Saved data entries
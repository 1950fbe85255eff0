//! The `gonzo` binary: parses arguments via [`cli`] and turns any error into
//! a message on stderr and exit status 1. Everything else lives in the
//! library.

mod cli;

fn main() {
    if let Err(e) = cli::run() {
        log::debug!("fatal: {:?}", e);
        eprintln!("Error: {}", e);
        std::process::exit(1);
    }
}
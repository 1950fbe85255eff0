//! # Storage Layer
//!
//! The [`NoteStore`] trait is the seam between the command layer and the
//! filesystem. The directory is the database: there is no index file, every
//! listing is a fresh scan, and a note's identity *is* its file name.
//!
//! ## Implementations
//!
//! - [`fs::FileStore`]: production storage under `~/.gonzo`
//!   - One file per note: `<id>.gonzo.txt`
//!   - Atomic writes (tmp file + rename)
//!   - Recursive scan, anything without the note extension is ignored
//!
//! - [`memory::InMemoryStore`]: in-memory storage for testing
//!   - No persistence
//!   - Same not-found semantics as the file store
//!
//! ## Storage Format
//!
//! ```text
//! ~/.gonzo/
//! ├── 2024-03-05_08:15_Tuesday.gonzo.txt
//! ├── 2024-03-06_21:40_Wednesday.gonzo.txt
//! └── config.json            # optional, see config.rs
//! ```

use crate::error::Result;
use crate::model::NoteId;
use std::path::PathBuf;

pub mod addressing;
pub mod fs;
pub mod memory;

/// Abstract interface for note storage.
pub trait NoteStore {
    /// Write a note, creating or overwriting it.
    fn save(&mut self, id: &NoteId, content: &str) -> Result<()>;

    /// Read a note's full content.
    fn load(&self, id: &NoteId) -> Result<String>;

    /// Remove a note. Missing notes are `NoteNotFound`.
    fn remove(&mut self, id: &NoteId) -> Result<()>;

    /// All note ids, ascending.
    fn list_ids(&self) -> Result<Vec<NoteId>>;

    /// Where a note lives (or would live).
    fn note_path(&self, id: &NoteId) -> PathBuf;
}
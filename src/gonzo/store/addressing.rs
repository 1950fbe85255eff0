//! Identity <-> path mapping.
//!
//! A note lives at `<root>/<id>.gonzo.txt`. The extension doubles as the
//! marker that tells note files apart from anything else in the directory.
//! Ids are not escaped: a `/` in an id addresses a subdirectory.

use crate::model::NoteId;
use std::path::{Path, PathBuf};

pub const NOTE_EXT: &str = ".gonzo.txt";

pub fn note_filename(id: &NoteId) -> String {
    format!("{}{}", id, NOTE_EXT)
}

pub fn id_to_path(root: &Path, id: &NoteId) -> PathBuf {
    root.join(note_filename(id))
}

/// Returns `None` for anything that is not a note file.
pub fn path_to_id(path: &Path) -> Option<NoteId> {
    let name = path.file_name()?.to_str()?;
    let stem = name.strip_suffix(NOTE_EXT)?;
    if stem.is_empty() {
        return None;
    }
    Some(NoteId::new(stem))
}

## Work task:
Exactly the lines from the start of the entries through the one bearing "fn load(&self, id: &NoteId)" are to be output, with both ends included.

## Exercise answer:
repository 1950fbe85255eff0
//! The `gonzo` binary: parses arguments via [`cli`] and turns any error into
//! a message on stderr and exit status 1. Everything else lives in the
//! library.

mod cli;

fn main() {
    if let Err(e) = cli::run() {
        log::debug!("fatal: {:?}", e);
        eprintln!("Error: {}", e);
        std::process::exit(1);
    }
}
repository 1950fbe85255eff0
//! # Storage Layer
//!
//! The [`NoteStore`] trait is the seam between the command layer and the
//! filesystem. The directory is the database: there is no index file, every
//! listing is a fresh scan, and a note's identity *is* its file name.
//!
//! ## Implementations
//!
//! - [`fs::FileStore`]: production storage under `~/.gonzo`
//!   - One file per note: `<id>.gonzo.txt`
//!   - Atomic writes (tmp file + rename)
//!   - Recursive scan, anything without the note extension is ignored
//!
//! - [`memory::InMemoryStore`]: in-memory storage for testing
//!   - No persistence
//!   - Same not-found semantics as the file store
//!
//! ## Storage Format
//!
//! ```text
//! ~/.gonzo/
//! ├── 2024-03-05_08:15_Tuesday.gonzo.txt
//! ├── 2024-03-06_21:40_Wednesday.gonzo.txt
//! └── config.json            # optional, see config.rs
//! ```

use crate::error::Result;
use crate::model::NoteId;
use std::path::PathBuf;

pub mod addressing;
pub mod fs;
pub mod memory;

/// Abstract interface for note storage.
pub trait NoteStore {
    /// Write a note, creating or overwriting it.
    fn save(&mut self, id: &NoteId, content: &str) -> Result<()>;

    /// Read a note's full content.
    fn load(&self, id: &NoteId) -> Result<String>;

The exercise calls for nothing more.